Data listing>
+++

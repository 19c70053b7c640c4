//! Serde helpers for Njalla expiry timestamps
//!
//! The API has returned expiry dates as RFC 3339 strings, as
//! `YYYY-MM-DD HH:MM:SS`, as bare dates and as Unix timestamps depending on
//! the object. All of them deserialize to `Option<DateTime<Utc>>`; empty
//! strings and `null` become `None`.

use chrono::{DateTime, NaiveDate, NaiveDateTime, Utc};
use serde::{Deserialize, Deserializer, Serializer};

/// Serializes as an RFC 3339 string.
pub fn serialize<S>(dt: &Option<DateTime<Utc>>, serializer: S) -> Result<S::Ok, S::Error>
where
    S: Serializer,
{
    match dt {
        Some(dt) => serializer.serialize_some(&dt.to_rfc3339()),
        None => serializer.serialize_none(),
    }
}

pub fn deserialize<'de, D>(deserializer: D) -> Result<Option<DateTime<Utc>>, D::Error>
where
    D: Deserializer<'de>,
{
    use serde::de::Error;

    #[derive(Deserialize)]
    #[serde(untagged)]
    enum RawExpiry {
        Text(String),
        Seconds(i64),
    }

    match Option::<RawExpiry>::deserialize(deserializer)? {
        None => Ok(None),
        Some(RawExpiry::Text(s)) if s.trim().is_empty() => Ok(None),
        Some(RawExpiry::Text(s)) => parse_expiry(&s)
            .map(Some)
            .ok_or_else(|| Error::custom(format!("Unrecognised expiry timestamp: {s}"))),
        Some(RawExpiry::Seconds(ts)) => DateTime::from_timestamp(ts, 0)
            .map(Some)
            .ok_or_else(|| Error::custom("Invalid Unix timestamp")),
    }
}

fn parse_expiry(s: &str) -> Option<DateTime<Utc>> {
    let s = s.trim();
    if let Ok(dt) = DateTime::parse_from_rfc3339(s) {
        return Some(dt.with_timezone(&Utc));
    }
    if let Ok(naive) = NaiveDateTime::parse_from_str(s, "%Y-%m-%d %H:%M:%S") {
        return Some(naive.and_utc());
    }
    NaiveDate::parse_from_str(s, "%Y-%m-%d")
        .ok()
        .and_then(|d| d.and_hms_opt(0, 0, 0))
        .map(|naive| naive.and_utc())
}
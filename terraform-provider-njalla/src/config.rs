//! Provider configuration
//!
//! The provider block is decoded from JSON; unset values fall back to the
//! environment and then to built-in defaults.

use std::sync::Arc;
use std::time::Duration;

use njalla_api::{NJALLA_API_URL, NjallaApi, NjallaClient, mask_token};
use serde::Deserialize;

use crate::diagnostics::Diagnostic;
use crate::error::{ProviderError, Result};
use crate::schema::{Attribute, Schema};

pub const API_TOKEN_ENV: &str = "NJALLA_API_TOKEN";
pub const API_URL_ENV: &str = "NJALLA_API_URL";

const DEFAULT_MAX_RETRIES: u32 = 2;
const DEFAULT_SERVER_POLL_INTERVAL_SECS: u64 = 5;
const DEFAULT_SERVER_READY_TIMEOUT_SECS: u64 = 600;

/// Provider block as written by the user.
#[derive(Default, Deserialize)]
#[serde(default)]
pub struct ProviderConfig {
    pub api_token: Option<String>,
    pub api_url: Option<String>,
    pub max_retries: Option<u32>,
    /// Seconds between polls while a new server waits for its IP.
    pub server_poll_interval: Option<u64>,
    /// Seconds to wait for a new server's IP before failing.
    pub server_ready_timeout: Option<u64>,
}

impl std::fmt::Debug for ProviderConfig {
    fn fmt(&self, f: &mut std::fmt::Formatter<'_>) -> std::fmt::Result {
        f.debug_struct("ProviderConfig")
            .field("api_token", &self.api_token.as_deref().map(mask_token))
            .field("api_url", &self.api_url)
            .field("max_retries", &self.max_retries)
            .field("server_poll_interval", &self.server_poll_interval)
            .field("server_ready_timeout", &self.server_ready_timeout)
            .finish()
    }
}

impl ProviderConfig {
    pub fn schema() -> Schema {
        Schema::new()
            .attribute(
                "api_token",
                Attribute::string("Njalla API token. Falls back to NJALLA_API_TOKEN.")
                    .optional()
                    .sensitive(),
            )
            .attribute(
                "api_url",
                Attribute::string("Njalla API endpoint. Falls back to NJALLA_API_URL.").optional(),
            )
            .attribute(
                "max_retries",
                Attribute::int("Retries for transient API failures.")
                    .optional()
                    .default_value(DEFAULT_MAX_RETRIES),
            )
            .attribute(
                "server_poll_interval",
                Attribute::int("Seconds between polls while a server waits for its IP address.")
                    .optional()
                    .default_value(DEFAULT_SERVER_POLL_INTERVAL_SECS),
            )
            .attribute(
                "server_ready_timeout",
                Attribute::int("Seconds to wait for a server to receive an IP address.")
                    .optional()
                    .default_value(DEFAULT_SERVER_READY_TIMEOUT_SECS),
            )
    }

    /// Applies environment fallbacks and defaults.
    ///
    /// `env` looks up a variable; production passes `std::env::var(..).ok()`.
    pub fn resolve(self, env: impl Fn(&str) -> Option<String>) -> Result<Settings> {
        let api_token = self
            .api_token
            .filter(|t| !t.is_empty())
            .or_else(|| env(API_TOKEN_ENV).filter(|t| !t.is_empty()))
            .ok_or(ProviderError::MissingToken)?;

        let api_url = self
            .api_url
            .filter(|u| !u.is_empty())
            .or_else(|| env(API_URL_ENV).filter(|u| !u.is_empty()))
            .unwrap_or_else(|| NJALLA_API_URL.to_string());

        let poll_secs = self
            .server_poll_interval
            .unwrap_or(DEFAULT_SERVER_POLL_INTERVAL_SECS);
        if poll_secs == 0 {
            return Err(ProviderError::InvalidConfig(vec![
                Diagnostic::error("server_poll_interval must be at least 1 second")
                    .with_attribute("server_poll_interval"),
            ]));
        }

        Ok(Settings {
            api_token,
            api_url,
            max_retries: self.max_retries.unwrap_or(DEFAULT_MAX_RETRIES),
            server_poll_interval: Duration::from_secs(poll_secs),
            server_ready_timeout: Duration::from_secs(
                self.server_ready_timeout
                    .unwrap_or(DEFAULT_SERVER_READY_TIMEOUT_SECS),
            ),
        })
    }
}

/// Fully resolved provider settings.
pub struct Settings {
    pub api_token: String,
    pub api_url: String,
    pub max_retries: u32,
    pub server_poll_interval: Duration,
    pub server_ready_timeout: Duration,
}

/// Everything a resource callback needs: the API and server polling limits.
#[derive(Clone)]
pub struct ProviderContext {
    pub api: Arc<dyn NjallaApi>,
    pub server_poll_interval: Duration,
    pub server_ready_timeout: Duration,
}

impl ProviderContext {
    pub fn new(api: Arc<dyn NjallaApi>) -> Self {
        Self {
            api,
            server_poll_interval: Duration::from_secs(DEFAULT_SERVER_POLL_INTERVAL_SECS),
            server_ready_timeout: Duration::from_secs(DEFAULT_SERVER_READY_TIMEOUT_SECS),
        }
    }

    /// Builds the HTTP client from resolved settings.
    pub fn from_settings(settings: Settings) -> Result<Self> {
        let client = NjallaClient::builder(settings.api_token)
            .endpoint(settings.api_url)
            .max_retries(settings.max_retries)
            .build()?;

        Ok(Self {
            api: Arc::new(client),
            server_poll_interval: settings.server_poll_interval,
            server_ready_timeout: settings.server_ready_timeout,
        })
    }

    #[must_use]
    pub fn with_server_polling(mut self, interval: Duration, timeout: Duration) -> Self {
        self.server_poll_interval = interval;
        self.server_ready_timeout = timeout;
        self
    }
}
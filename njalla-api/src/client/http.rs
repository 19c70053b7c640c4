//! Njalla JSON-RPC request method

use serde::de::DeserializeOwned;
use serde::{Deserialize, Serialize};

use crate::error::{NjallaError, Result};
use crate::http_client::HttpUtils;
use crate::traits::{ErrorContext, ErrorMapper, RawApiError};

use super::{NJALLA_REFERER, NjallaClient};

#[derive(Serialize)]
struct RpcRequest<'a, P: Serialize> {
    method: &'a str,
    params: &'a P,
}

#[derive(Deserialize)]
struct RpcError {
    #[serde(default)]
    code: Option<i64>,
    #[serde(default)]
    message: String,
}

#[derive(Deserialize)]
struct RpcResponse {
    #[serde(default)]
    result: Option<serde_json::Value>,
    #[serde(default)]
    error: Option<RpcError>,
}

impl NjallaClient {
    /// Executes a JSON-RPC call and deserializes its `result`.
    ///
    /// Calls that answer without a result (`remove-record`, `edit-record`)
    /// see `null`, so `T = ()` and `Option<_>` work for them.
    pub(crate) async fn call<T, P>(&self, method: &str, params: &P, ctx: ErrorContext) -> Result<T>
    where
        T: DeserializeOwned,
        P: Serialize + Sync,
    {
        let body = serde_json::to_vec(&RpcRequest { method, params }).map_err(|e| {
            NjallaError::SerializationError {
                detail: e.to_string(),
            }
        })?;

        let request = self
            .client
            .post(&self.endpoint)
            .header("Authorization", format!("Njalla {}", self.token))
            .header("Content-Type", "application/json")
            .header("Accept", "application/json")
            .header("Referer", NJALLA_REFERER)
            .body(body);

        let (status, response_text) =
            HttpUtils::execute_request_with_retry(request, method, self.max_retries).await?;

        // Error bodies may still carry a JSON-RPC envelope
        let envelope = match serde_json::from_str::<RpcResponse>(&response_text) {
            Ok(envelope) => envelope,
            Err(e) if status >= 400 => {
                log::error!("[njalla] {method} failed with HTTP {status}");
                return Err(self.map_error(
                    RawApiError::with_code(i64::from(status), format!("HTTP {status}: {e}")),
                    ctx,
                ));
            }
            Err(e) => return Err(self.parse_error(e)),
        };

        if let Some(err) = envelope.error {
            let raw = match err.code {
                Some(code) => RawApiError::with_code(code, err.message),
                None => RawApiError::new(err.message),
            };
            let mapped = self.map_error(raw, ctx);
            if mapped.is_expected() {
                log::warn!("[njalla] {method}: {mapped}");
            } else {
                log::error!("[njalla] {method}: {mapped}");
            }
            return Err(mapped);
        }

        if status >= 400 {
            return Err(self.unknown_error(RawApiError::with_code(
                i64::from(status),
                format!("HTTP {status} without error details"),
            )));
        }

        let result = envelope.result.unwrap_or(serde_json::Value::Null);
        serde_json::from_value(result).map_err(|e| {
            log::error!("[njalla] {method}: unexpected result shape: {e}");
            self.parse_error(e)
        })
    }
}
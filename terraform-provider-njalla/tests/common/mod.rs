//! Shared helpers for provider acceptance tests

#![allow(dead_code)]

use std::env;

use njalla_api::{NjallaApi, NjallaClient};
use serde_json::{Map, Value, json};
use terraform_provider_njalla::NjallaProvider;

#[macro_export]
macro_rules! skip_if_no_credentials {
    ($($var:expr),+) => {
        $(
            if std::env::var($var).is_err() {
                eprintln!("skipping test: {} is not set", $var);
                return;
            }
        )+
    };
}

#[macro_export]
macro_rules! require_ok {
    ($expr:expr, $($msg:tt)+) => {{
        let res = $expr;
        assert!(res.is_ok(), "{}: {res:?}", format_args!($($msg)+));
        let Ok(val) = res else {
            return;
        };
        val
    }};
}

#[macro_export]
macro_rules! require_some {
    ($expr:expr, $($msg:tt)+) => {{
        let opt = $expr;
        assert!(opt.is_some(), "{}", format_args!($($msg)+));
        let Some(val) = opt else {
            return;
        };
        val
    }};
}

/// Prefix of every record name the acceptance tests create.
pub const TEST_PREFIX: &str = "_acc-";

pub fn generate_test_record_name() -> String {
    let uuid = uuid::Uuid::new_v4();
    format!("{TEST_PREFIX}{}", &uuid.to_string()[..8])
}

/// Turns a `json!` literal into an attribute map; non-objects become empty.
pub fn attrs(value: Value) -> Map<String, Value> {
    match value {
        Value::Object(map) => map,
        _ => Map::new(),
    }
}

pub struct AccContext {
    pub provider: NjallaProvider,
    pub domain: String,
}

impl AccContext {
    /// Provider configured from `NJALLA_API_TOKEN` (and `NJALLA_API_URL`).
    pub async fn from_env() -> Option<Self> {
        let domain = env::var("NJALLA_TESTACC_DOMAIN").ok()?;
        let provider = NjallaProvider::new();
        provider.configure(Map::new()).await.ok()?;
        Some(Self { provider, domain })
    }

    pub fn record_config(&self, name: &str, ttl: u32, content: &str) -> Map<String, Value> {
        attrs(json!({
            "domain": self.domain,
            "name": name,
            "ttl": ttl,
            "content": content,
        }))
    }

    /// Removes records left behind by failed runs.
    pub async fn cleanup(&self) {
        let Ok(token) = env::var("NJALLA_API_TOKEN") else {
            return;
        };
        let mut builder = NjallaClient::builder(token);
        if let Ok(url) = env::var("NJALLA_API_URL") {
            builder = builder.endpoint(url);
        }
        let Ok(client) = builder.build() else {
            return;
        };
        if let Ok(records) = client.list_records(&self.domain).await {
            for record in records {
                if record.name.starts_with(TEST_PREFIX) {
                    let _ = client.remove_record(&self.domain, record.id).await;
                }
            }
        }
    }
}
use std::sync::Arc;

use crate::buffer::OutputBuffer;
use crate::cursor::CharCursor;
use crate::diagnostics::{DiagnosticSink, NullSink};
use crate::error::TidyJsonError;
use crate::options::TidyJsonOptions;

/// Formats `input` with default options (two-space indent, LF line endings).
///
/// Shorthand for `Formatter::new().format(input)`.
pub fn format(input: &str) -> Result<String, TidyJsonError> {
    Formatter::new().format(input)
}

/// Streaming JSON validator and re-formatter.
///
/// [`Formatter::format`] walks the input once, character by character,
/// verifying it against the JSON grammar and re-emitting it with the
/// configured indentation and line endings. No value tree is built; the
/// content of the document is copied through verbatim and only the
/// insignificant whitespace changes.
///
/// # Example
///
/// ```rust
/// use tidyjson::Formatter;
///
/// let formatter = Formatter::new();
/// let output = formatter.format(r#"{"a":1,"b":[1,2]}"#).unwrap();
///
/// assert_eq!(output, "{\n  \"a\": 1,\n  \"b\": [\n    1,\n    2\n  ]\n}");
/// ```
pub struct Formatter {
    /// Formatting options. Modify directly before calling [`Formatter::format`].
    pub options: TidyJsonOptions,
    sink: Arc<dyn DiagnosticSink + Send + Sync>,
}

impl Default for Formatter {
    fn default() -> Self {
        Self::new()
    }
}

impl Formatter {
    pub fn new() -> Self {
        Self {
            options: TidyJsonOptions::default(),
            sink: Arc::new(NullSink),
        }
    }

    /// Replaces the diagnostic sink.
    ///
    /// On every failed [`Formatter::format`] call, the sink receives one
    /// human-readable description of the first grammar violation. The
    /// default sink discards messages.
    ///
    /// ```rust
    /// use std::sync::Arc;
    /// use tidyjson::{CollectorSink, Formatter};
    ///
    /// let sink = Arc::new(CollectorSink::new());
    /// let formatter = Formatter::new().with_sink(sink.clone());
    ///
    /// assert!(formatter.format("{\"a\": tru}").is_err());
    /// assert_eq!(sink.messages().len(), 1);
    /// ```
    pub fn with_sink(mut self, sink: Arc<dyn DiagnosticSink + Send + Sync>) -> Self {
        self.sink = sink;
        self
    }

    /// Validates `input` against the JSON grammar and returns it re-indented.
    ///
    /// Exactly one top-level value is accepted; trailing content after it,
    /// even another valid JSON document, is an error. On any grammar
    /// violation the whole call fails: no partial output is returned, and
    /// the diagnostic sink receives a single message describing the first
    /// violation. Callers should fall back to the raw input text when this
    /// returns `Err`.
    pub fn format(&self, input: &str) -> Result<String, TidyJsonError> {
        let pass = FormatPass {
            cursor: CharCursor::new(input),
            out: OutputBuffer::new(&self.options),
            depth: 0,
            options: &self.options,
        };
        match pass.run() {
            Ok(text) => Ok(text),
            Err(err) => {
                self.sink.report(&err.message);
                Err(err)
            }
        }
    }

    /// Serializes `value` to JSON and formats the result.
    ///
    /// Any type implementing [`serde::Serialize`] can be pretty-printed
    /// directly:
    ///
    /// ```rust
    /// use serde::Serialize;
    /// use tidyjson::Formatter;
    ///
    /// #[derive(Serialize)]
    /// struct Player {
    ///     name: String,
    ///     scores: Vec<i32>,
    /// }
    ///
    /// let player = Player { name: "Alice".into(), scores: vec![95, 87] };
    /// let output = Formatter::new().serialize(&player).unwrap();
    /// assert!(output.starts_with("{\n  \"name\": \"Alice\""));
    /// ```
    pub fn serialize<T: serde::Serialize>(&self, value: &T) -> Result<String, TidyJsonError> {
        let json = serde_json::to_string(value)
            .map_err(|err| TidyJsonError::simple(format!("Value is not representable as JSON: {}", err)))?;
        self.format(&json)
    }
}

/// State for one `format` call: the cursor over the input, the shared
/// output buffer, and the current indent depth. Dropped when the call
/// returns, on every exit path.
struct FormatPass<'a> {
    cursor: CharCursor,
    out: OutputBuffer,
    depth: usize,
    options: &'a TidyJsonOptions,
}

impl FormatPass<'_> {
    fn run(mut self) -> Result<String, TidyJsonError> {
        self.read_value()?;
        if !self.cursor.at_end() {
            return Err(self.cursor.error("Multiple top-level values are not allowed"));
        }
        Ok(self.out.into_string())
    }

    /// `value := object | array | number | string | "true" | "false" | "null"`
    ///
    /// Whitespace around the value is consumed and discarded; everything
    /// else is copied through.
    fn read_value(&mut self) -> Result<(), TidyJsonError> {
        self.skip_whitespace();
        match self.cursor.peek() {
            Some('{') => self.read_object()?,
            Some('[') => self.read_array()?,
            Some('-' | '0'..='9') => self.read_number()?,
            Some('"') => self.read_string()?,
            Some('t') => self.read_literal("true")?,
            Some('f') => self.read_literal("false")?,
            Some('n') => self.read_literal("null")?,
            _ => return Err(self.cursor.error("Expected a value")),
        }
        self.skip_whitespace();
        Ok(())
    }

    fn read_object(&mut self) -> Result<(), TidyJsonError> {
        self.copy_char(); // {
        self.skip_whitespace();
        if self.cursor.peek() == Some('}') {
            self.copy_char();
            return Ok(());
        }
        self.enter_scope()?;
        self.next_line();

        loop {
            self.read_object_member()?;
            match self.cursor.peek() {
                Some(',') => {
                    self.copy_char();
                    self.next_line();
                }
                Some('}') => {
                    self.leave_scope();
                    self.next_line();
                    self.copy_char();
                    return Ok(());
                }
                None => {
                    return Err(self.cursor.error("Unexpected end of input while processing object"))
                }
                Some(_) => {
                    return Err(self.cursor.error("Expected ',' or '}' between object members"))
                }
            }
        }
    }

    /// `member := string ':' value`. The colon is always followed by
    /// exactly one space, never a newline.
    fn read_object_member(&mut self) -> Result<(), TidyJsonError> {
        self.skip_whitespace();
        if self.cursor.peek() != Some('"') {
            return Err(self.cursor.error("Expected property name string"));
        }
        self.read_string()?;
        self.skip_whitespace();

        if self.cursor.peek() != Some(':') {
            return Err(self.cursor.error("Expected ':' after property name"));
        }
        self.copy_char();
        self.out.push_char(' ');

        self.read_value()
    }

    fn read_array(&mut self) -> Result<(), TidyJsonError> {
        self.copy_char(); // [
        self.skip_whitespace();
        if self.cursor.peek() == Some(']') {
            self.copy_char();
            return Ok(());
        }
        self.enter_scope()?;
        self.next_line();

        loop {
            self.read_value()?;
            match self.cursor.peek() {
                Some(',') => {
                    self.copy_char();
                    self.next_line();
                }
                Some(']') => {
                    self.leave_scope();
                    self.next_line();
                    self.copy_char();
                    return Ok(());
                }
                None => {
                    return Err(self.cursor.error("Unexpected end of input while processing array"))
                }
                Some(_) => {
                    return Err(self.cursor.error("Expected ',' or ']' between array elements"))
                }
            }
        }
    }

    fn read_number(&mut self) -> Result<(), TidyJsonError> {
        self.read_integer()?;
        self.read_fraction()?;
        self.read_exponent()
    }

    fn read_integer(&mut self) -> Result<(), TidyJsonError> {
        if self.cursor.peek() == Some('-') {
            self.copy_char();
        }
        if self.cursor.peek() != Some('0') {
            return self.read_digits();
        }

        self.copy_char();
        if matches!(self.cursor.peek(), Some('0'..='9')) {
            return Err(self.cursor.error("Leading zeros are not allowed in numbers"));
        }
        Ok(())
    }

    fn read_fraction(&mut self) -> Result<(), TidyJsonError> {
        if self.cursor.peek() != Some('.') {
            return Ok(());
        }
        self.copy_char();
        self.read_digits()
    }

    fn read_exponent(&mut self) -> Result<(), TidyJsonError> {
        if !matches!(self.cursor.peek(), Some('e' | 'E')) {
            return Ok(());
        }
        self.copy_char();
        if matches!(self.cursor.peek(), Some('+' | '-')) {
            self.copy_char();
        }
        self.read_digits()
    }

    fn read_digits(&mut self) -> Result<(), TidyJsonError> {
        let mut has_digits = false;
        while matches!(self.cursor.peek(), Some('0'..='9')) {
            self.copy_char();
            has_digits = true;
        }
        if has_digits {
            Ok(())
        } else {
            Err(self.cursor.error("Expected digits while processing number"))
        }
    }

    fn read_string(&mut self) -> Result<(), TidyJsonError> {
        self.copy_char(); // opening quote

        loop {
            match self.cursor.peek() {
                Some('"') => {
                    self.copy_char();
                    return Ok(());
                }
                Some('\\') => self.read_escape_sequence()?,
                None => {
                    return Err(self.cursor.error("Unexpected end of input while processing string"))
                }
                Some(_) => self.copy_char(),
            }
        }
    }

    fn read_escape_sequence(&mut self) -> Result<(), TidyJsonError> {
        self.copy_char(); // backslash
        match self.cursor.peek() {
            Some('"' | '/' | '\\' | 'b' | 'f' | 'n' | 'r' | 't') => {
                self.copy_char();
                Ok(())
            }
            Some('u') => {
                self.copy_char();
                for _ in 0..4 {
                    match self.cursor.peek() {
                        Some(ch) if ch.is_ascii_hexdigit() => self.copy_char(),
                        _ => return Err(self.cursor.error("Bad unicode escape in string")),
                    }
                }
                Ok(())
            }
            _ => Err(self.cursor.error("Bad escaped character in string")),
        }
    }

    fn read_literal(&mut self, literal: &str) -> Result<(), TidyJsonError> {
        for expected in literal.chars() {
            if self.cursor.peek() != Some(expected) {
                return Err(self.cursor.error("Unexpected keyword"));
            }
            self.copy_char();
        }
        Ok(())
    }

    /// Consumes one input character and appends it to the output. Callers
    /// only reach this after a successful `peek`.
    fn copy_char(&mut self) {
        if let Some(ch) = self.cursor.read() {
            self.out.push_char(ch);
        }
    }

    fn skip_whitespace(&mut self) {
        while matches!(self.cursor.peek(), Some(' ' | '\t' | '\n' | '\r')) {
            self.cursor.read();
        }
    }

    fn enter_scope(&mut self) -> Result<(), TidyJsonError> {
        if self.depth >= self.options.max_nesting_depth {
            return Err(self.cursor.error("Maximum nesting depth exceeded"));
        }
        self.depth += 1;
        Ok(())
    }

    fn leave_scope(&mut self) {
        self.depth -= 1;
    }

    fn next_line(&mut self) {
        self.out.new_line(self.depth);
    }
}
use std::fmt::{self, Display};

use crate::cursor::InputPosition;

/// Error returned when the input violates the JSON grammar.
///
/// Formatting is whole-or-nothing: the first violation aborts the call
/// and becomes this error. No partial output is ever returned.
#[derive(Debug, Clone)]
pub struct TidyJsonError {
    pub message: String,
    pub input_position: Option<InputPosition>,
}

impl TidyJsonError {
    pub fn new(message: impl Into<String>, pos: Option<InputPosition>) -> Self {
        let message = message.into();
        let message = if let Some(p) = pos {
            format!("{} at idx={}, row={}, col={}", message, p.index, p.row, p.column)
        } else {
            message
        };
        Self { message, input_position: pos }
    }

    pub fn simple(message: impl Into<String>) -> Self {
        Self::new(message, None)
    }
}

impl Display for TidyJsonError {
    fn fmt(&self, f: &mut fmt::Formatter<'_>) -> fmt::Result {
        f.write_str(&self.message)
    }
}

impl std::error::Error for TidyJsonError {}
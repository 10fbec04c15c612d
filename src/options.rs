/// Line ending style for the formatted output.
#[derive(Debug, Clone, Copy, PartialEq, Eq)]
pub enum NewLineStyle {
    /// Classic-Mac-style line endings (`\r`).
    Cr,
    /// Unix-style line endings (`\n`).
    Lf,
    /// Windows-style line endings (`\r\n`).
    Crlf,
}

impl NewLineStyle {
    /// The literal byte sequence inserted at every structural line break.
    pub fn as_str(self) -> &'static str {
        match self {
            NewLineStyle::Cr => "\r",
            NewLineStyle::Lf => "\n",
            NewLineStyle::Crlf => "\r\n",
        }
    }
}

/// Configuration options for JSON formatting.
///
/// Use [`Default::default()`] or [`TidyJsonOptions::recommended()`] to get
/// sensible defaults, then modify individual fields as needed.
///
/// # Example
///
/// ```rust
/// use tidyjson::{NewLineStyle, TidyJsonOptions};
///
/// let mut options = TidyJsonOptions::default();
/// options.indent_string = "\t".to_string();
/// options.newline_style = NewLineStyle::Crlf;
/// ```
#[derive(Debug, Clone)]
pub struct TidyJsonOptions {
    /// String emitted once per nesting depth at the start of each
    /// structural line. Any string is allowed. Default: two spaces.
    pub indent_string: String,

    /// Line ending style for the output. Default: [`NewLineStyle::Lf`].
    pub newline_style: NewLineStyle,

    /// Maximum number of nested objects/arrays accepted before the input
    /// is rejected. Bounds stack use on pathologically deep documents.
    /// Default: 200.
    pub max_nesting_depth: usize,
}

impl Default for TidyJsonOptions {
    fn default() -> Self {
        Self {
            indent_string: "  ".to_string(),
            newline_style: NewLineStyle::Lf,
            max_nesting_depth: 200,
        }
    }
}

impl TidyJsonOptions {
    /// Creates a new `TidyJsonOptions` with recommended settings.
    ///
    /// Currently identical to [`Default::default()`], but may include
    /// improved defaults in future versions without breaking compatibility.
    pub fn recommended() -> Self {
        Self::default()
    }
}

+++

Exercise details>
Total lines with "character" in the records above: report that figure alone.

Answer for this exercise>
3